Literary Device Dictionary
The Martian Chronicles by Ray Bradbury
An allusion is a brief and indirect reference to a person, place, thing or idea of historical, cultural, literary, or political significance; It does not describe in detail the person or thing to which it refers. Spader was explaining to the Captain that Earth was corrupt and that if Earth people got to Mars, they would ruin it. He said that "the only reason [men on Earth] didn't set up hot-dog stands in the midst of the Egyptian temple of Karnak is because it was out of the way and served no large commercial purpose" (Bradbury 54). What Spader said was an allusion because he was referring to a place in Egypt and the reader is expected to know what it was, and what significance it had, because the author didn't elaborate any further on what he meant.
An analogy is a point-to-point comparison of two different things that are alike in some aspect. When the African Americans living in the South decided to take the rocket to Mars, the author uses an analogy to compare the crowd of people to a river. "The warm waters descended and engulfed the town... Like a kind of summer molasses... It surged slow, slow, and it was men and women and horses and barking dogs, and it was little boys and girls" (Bradbury 90). This is directly comparing the people to a moving liquid, or river.
Dramatic Irony occurs when the audience/reader knows something the character(s) do(es) not; because of this understanding, the words of the character(s) take on a different meaning. The boys playing in the Martian cities do not understand what has happened there. They believe that they are playing with/around "autumn leaves and white xylophones" (Bradbury 89). The reader is able to understand that the boys are surrounded by the remains of burnt martians; bones and ashes. This realization makes the theme of this chapter more morbid than playful.

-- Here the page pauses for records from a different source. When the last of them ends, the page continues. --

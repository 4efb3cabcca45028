//! Runtime wiring for the event pipeline.
//!
//! Builds the relay, the database holding the mutation hook, and the webhook
//! dispatcher, then starts the dispatcher loop once for the process lifetime.

use std::sync::Arc;
use std::time::Duration;

use tokio::task::JoinHandle;
use tracing::{debug, info};

use crate::config::RegistryConfig;
use crate::error::{RegistryError, RegistryResult};
use crate::events::{EventRelay, RelayReceiver, SubscriptionSource, WebhookDispatcher};
use crate::store::Database;

/// Owns the storage and the dispatcher of one registry process.
///
/// # Example
///
/// ```ignore
/// use registry_core::{RegistryConfig, Runtime};
///
/// #[tokio::main]
/// async fn main() -> Result<(), Box<dyn std::error::Error>> {
///     let mut runtime = Runtime::new(RegistryConfig::from_env()?)?;
///     runtime.start()?;
///
///     let database = runtime.database();
///     // ... serve requests against `database` ...
///     Ok(())
/// }
/// ```
pub struct Runtime {
    database: Arc<Database>,
    dispatcher: WebhookDispatcher,
    /// Relay consumer, taken by the first `start()`.
    receiver: Option<RelayReceiver>,
    /// Dispatcher loop, retained once started. There is no drain on exit.
    handle: Option<JoinHandle<()>>,
    config: RegistryConfig,
}

impl Runtime {
    /// Create the runtime. Nothing runs until `start()` is called.
    pub fn new(config: RegistryConfig) -> RegistryResult<Self> {
        debug!(
            relay_capacity = config.relay_capacity,
            webhook_timeout_secs = config.webhook_timeout_secs,
            "Creating registry runtime"
        );

        let (relay, receiver) = EventRelay::channel(config.relay_capacity);

        let database = match &config.database_path {
            Some(path) => {
                debug!(path = %path, "Opening file-backed database");
                Arc::new(Database::open(path, relay)?)
            }
            None => {
                debug!("Opening in-memory database");
                Arc::new(Database::in_memory(relay)?)
            }
        };

        let subscriptions: Arc<dyn SubscriptionSource> = database.clone();
        let dispatcher = WebhookDispatcher::new(
            subscriptions,
            Duration::from_secs(config.webhook_timeout_secs),
        )?;

        Ok(Self {
            database,
            dispatcher,
            receiver: Some(receiver),
            handle: None,
            config,
        })
    }

    /// Start the webhook dispatcher loop.
    ///
    /// Must be called from within a tokio runtime. The loop can only be
    /// started once; later calls fail with a relay error.
    pub fn start(&mut self) -> RegistryResult<()> {
        let receiver = self
            .receiver
            .take()
            .ok_or_else(|| RegistryError::Relay("webhook dispatcher already started".to_string()))?;

        self.handle = Some(self.dispatcher.clone().spawn(receiver));
        info!(
            relay_capacity = self.database.relay().capacity(),
            "Webhook dispatcher running"
        );
        Ok(())
    }

    /// Whether the dispatcher loop has been started and is still alive.
    pub fn is_running(&self) -> bool {
        self.handle.as_ref().is_some_and(|handle| !handle.is_finished())
    }

    /// Shared handle to the database.
    pub fn database(&self) -> Arc<Database> {
        self.database.clone()
    }

    /// The relay producers offer events to.
    pub fn relay(&self) -> &EventRelay {
        self.database.relay()
    }

    /// Get the runtime configuration.
    pub fn config(&self) -> &RegistryConfig {
        &self.config
    }
}
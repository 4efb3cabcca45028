//! Subscription registry: webhook storage and matching.
//!
//! A subscription is either global for an entity type (`entity_id` stored as
//! the empty string) or scoped to one instance. Duplicate subscriptions are
//! allowed and each one is delivered independently.

use chrono::Utc;
use rusqlite::{params, Connection, OptionalExtension, Row};

use super::{entity_exists, new_id, parse_timestamp, Database};
use crate::error::{RegistryError, RegistryResult};
use crate::events::SubscriptionSource;
use crate::types::Webhook;

const WEBHOOK_COLUMNS: &str = "id, url, secret, entity_type, entity_id, created_at, updated_at";

fn row_to_webhook(row: &Row<'_>) -> RegistryResult<Webhook> {
    let created_at: String = row.get(5)?;
    let updated_at: String = row.get(6)?;

    Ok(Webhook {
        id: row.get(0)?,
        url: row.get(1)?,
        secret: row.get(2)?,
        entity_type: row.get(3)?,
        entity_id: row.get(4)?,
        created_at: parse_timestamp(&created_at)?,
        updated_at: parse_timestamp(&updated_at)?,
    })
}

fn query_webhooks(
    conn: &Connection,
    filter: &str,
    entity_type: &str,
    entity_id: &str,
) -> RegistryResult<Vec<Webhook>> {
    let mut stmt = conn.prepare(&format!(
        "SELECT {} FROM webhooks WHERE {} ORDER BY created_at, rowid",
        WEBHOOK_COLUMNS, filter
    ))?;
    let rows = stmt.query_map(params![entity_type, entity_id], |row| Ok(row_to_webhook(row)))?;

    let mut webhooks = Vec::new();
    for row in rows {
        webhooks.push(row??);
    }
    Ok(webhooks)
}

fn validate_url(url: &str) -> RegistryResult<()> {
    if url.trim().is_empty() {
        return Err(RegistryError::invalid_url(url));
    }
    Ok(())
}

fn insert_webhook(
    conn: &Connection,
    entity_type: &str,
    entity_id: &str,
    url: String,
    secret: Option<String>,
) -> RegistryResult<Webhook> {
    let now = Utc::now();
    let webhook = Webhook {
        id: new_id(),
        url,
        secret,
        entity_type: entity_type.to_string(),
        entity_id: entity_id.to_string(),
        created_at: now,
        updated_at: now,
    };

    conn.execute(
        "INSERT INTO webhooks (id, url, secret, entity_type, entity_id, created_at, updated_at)
         VALUES (?1, ?2, ?3, ?4, ?5, ?6, ?7)",
        params![
            webhook.id,
            webhook.url,
            webhook.secret,
            webhook.entity_type,
            webhook.entity_id,
            webhook.created_at.to_rfc3339(),
            webhook.updated_at.to_rfc3339(),
        ],
    )?;

    tracing::debug!(
        webhook_id = %webhook.id,
        entity_type = %webhook.entity_type,
        entity_id = %webhook.entity_id,
        "Registered webhook"
    );
    Ok(webhook)
}

impl Database {
    /// Subscribe to every instance of `entity_type`.
    pub fn create_subscription(
        &self,
        entity_type: &str,
        url: impl Into<String>,
        secret: Option<String>,
    ) -> RegistryResult<Webhook> {
        let url = url.into();
        validate_url(&url)?;

        self.transaction(|tx| {
            // Rejects entity types that are not tracked.
            entity_exists(tx, entity_type, "")?;
            insert_webhook(tx, entity_type, "", url, secret)
        })
    }

    /// Subscribe to one existing instance.
    ///
    /// The instance must exist when the subscription is created; it is not
    /// checked again afterwards.
    pub fn create_scoped_subscription(
        &self,
        entity_type: &str,
        entity_id: &str,
        url: impl Into<String>,
        secret: Option<String>,
    ) -> RegistryResult<Webhook> {
        let url = url.into();
        validate_url(&url)?;

        self.transaction(|tx| {
            if entity_id.is_empty() || !entity_exists(tx, entity_type, entity_id)? {
                return Err(RegistryError::not_found(entity_type, entity_id));
            }
            insert_webhook(tx, entity_type, entity_id, url, secret)
        })
    }

    /// Get a subscription by ID
    pub fn get_subscription(&self, id: &str) -> RegistryResult<Option<Webhook>> {
        self.read(|conn| {
            conn.query_row(
                &format!("SELECT {} FROM webhooks WHERE id = ?1", WEBHOOK_COLUMNS),
                params![id],
                |row| Ok(row_to_webhook(row)),
            )
            .optional()?
            .transpose()
        })
    }

    /// Global subscriptions for an entity type.
    pub fn list_subscriptions(&self, entity_type: &str) -> RegistryResult<Vec<Webhook>> {
        self.read(|conn| {
            query_webhooks(conn, "entity_type = ?1 AND entity_id = ?2", entity_type, "")
        })
    }

    /// Subscriptions scoped to one existing instance.
    pub fn list_scoped_subscriptions(
        &self,
        entity_type: &str,
        entity_id: &str,
    ) -> RegistryResult<Vec<Webhook>> {
        self.read(|conn| {
            if entity_id.is_empty() || !entity_exists(conn, entity_type, entity_id)? {
                return Err(RegistryError::not_found(entity_type, entity_id));
            }
            query_webhooks(conn, "entity_type = ?1 AND entity_id = ?2", entity_type, entity_id)
        })
    }

    /// Change the delivery URL of a subscription.
    pub fn update_subscription_url(
        &self,
        id: &str,
        url: impl Into<String>,
    ) -> RegistryResult<Webhook> {
        let url = url.into();
        validate_url(&url)?;

        self.transaction(|tx| {
            let now = Utc::now();
            let updated = tx.execute(
                "UPDATE webhooks SET url = ?2, updated_at = ?3 WHERE id = ?1",
                params![id, url, now.to_rfc3339()],
            )?;
            if updated == 0 {
                return Err(RegistryError::not_found("Webhook", id));
            }

            tx.query_row(
                &format!("SELECT {} FROM webhooks WHERE id = ?1", WEBHOOK_COLUMNS),
                params![id],
                |row| Ok(row_to_webhook(row)),
            )?
        })
    }

    /// Remove a subscription.
    pub fn delete_subscription(&self, id: &str) -> RegistryResult<()> {
        let deleted = self.transaction(|tx| {
            Ok(tx.execute("DELETE FROM webhooks WHERE id = ?1", params![id])?)
        })?;
        if deleted == 0 {
            return Err(RegistryError::not_found("Webhook", id));
        }
        Ok(())
    }
}

impl SubscriptionSource for Database {
    fn matching_subscriptions(
        &self,
        entity_type: &str,
        entity_id: &str,
    ) -> RegistryResult<Vec<Webhook>> {
        self.read(|conn| {
            query_webhooks(
                conn,
                "entity_type = ?1 AND (entity_id = '' OR entity_id = ?2)",
                entity_type,
                entity_id,
            )
        })
    }
}
//! Log storage. Logs are not tracked entities and produce no events.

use chrono::Utc;
use rusqlite::{params, Connection, OptionalExtension, Row};

use super::{entity_exists, new_id, parse_timestamp, Database};
use crate::error::{RegistryError, RegistryResult};
use crate::events::TrackedEntity;
use crate::types::{Log, Software};

const LOG_COLUMNS: &str = "id, message, entity_type, entity_id, created_at, updated_at";

fn row_to_log(row: &Row<'_>) -> RegistryResult<Log> {
    let created_at: String = row.get(4)?;
    let updated_at: String = row.get(5)?;

    Ok(Log {
        id: row.get(0)?,
        message: row.get(1)?,
        entity_type: row.get(2)?,
        entity_id: row.get(3)?,
        created_at: parse_timestamp(&created_at)?,
        updated_at: parse_timestamp(&updated_at)?,
    })
}

fn find_log(conn: &Connection, id: &str) -> RegistryResult<Option<Log>> {
    conn.query_row(
        &format!("SELECT {} FROM logs WHERE id = ?1", LOG_COLUMNS),
        params![id],
        |row| Ok(row_to_log(row)),
    )
    .optional()?
    .transpose()
}

fn validate_message(message: &str) -> RegistryResult<()> {
    if message.trim().is_empty() {
        return Err(RegistryError::validation("message is required"));
    }
    Ok(())
}

fn insert_log(conn: &Connection, log: &Log) -> RegistryResult<()> {
    conn.execute(
        "INSERT INTO logs (id, message, entity_type, entity_id, created_at, updated_at)
         VALUES (?1, ?2, ?3, ?4, ?5, ?6)",
        params![
            log.id,
            log.message,
            log.entity_type,
            log.entity_id,
            log.created_at.to_rfc3339(),
            log.updated_at.to_rfc3339(),
        ],
    )?;
    Ok(())
}

impl Database {
    /// Create a log entry not attached to any entity.
    pub fn create_log(&self, message: impl Into<String>) -> RegistryResult<Log> {
        let message = message.into();
        validate_message(&message)?;

        let now = Utc::now();
        let log = Log {
            id: new_id(),
            message,
            entity_type: None,
            entity_id: None,
            created_at: now,
            updated_at: now,
        };
        self.transaction(|tx| insert_log(tx, &log))?;
        Ok(log)
    }

    /// Create a log entry attached to an existing software entry.
    pub fn create_software_log(
        &self,
        software_id: &str,
        message: impl Into<String>,
    ) -> RegistryResult<Log> {
        let message = message.into();
        validate_message(&message)?;

        self.transaction(|tx| {
            if !entity_exists(tx, Software::ENTITY_TYPE, software_id)? {
                return Err(RegistryError::not_found("Software", software_id));
            }

            let now = Utc::now();
            let log = Log {
                id: new_id(),
                message,
                entity_type: Some(Software::ENTITY_TYPE.to_string()),
                entity_id: Some(software_id.to_string()),
                created_at: now,
                updated_at: now,
            };
            insert_log(tx, &log)?;
            Ok(log)
        })
    }

    /// Get a log entry by ID
    pub fn get_log(&self, id: &str) -> RegistryResult<Option<Log>> {
        self.read(|conn| find_log(conn, id))
    }

    /// All log entries in creation order.
    pub fn list_logs(&self) -> RegistryResult<Vec<Log>> {
        self.read(|conn| {
            let mut stmt = conn.prepare(&format!(
                "SELECT {} FROM logs ORDER BY created_at, rowid",
                LOG_COLUMNS
            ))?;
            let rows = stmt.query_map([], |row| Ok(row_to_log(row)))?;

            let mut logs = Vec::new();
            for row in rows {
                logs.push(row??);
            }
            Ok(logs)
        })
    }

    /// Log entries attached to one software entry.
    pub fn list_software_logs(&self, software_id: &str) -> RegistryResult<Vec<Log>> {
        self.read(|conn| {
            if !entity_exists(conn, Software::ENTITY_TYPE, software_id)? {
                return Err(RegistryError::not_found("Software", software_id));
            }

            let mut stmt = conn.prepare(&format!(
                "SELECT {} FROM logs WHERE entity_type = ?1 AND entity_id = ?2 ORDER BY created_at, rowid",
                LOG_COLUMNS
            ))?;
            let rows = stmt.query_map(params![Software::ENTITY_TYPE, software_id], |row| {
                Ok(row_to_log(row))
            })?;

            let mut logs = Vec::new();
            for row in rows {
                logs.push(row??);
            }
            Ok(logs)
        })
    }

    /// Replace the message of a log entry.
    pub fn update_log(&self, id: &str, message: impl Into<String>) -> RegistryResult<Log> {
        let message = message.into();
        validate_message(&message)?;

        self.transaction(|tx| {
            let mut log = find_log(tx, id)?.ok_or_else(|| RegistryError::not_found("Log", id))?;
            log.message = message;
            log.updated_at = Utc::now();

            tx.execute(
                "UPDATE logs SET message = ?2, updated_at = ?3 WHERE id = ?1",
                params![log.id, log.message, log.updated_at.to_rfc3339()],
            )?;
            Ok(log)
        })
    }

    /// Delete a log entry.
    pub fn delete_log(&self, id: &str) -> RegistryResult<()> {
        let deleted =
            self.transaction(|tx| Ok(tx.execute("DELETE FROM logs WHERE id = ?1", params![id])?))?;
        if deleted == 0 {
            return Err(RegistryError::not_found("Log", id));
        }
        Ok(())
    }
}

Foreshadowing is when the author gives clues about what will happen later in the story. When Captain Wilder encountered Hathaway and his family on Mars, he realized soon after Hathaway's death that his wife and kids were robots. Wilder doesn't know what to do with them when he is preparing to leave. When asked what to do by one of his crew members, Wilder handed him a gun and said, "If you can do anything about this, you're a better man than I" (Bradbury 165). This shows that Wilder thinks they have to kill them, and hints at what will happen to Hathaway's family.
Imagery is descriptive language that the author uses to draw on the five senses of the reader so that they can better imagine the setting(s) of the book. Ray Bradbury uses imagery to describe the Martian book that Mr. Ylla is reading; he says "and from the book, as his fingers stroked, a voice sang, a soft ancient voice..." (Bradbury 2). This is imagery because it allows the reader to imagine the voice that is emitting from the book.

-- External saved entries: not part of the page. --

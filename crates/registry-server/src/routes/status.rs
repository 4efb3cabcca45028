//! Status endpoint.

use axum::{
    extract::State,
    http::{header, StatusCode},
    response::{IntoResponse, Response},
};

use crate::error::ApiError;
use crate::state::AppState;

/// Report whether the API can reach its database.
/// GET /v1/status
pub async fn get_status(State(state): State<AppState>) -> Response {
    let cache_control = [(header::CACHE_CONTROL, "no-cache")];

    match state.db().ping() {
        Ok(()) => (StatusCode::NO_CONTENT, cache_control).into_response(),
        Err(e) => {
            tracing::error!(error = %e, "Database ping failed");
            (
                cache_control,
                ApiError::internal("can't connect to database"),
            )
                .into_response()
        }
    }
}
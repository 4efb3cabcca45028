//! Log entry types.

use chrono::{DateTime, Utc};
use serde::{Deserialize, Serialize};

/// A free-form log message, optionally attached to an entity.
#[derive(Debug, Clone, PartialEq, Eq, Serialize, Deserialize)]
#[serde(rename_all = "camelCase")]
pub struct Log {
    pub id: String,
    pub message: String,
    #[serde(skip_serializing_if = "Option::is_none")]
    pub entity_type: Option<String>,
    #[serde(rename = "entityID", skip_serializing_if = "Option::is_none")]
    pub entity_id: Option<String>,
    pub created_at: DateTime<Utc>,
    pub updated_at: DateTime<Utc>,
}
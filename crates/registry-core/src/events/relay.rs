//! Event relay using a bounded tokio mpsc channel
//!
//! Hands events from the write path to the single webhook dispatcher.
//! Offering never waits: when the channel is full or the dispatcher is gone,
//! the event is dropped and the drop is logged. The ledger row is unaffected,
//! only the live notification is lost.

use std::sync::atomic::{AtomicU64, Ordering};
use std::sync::Arc;

use tokio::sync::mpsc;

use crate::events::Event;

/// Producer side of the relay, cloned into every writer.
#[derive(Clone)]
pub struct EventRelay {
    sender: mpsc::Sender<Event>,
    dropped: Arc<AtomicU64>,
}

/// Consumer side of the relay. There is exactly one per relay.
pub struct RelayReceiver {
    receiver: mpsc::Receiver<Event>,
}

impl EventRelay {
    /// Create a relay holding at most `capacity` undelivered events.
    ///
    /// The capacity is fixed for the lifetime of the relay; zero is raised
    /// to one since the channel cannot be unbuffered.
    pub fn channel(capacity: usize) -> (EventRelay, RelayReceiver) {
        let (sender, receiver) = mpsc::channel(capacity.max(1));
        (
            EventRelay {
                sender,
                dropped: Arc::new(AtomicU64::new(0)),
            },
            RelayReceiver { receiver },
        )
    }

    /// Offer an event to the dispatcher without waiting.
    ///
    /// Returns `true` when the event was handed off, `false` when it was
    /// dropped because the relay is full or the dispatcher has stopped.
    pub fn offer(&self, event: Event) -> bool {
        match self.sender.try_send(event) {
            Ok(()) => true,
            Err(mpsc::error::TrySendError::Full(event)) => {
                self.dropped.fetch_add(1, Ordering::Relaxed);
                tracing::warn!(
                    event_id = %event.id,
                    event_type = %event.event_type,
                    entity_type = %event.entity_type,
                    entity_id = %event.entity_id,
                    "Event relay full, dropping webhook notification"
                );
                false
            }
            Err(mpsc::error::TrySendError::Closed(event)) => {
                self.dropped.fetch_add(1, Ordering::Relaxed);
                tracing::warn!(
                    event_id = %event.id,
                    event_type = %event.event_type,
                    entity_type = %event.entity_type,
                    entity_id = %event.entity_id,
                    "No webhook dispatcher running, dropping webhook notification"
                );
                false
            }
        }
    }

    /// Number of events dropped since the relay was created.
    pub fn dropped(&self) -> u64 {
        self.dropped.load(Ordering::Relaxed)
    }

    /// Fixed number of events the relay can buffer.
    pub fn capacity(&self) -> usize {
        self.sender.max_capacity()
    }
}

impl RelayReceiver {
    /// Receive the next event.
    ///
    /// Returns None once every producer has been dropped.
    pub async fn recv(&mut self) -> Option<Event> {
        self.receiver.recv().await
    }

    /// Try to receive an event without waiting
    pub fn try_recv(&mut self) -> Option<Event> {
        self.receiver.try_recv().ok()
    }
}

Personification is giving inanimate objects, beliefs, or ideas human qualities. When Tomas is driving alone, he describes the idea of time by saying "what did Time smell like? Like dust and clocks and people. And if you wondered what Time sounded like it sounded like water running in a dark cave and voices crying and dirt dropping down upon hollow box lids, and rain" (Bradbury 80). This makes time seem like a person because it can be smelled and heard.
A paradox is a statement that contradicts itself and still seems to somehow be true. When Dr. Driscoll went to Mars, he worked on growing plants and grass and trees so that humans could survive. One day, after working on the plants, he fell asleep, and "before he woke again, five thousand new trees had climber up into the yellow sun" (Bradbury 77). This situation is a paradox because trees, especially of that quantity, could never grow overnight.
A tragedy is the suffering of a (the) character(s) as they go through a series of unfortunate events that often ends in death. When Spender goes off on his own, he comes back changed after he discovers the ancient Martian towns and history. He doesn't want humans to ruin the planet, so he finds his camp and tries to kill off his team. "Spender's face hardened. 'I thought you would understand'... Spender fired one last time. Cheroke stopped moving" (Bradbury 60). The reader is able to see Spender's own conflict of wanting to preserve Mars but also wanting Cheroke to help him. When Cheroke rejects Spender, it is clear that he did not want to have to kill him.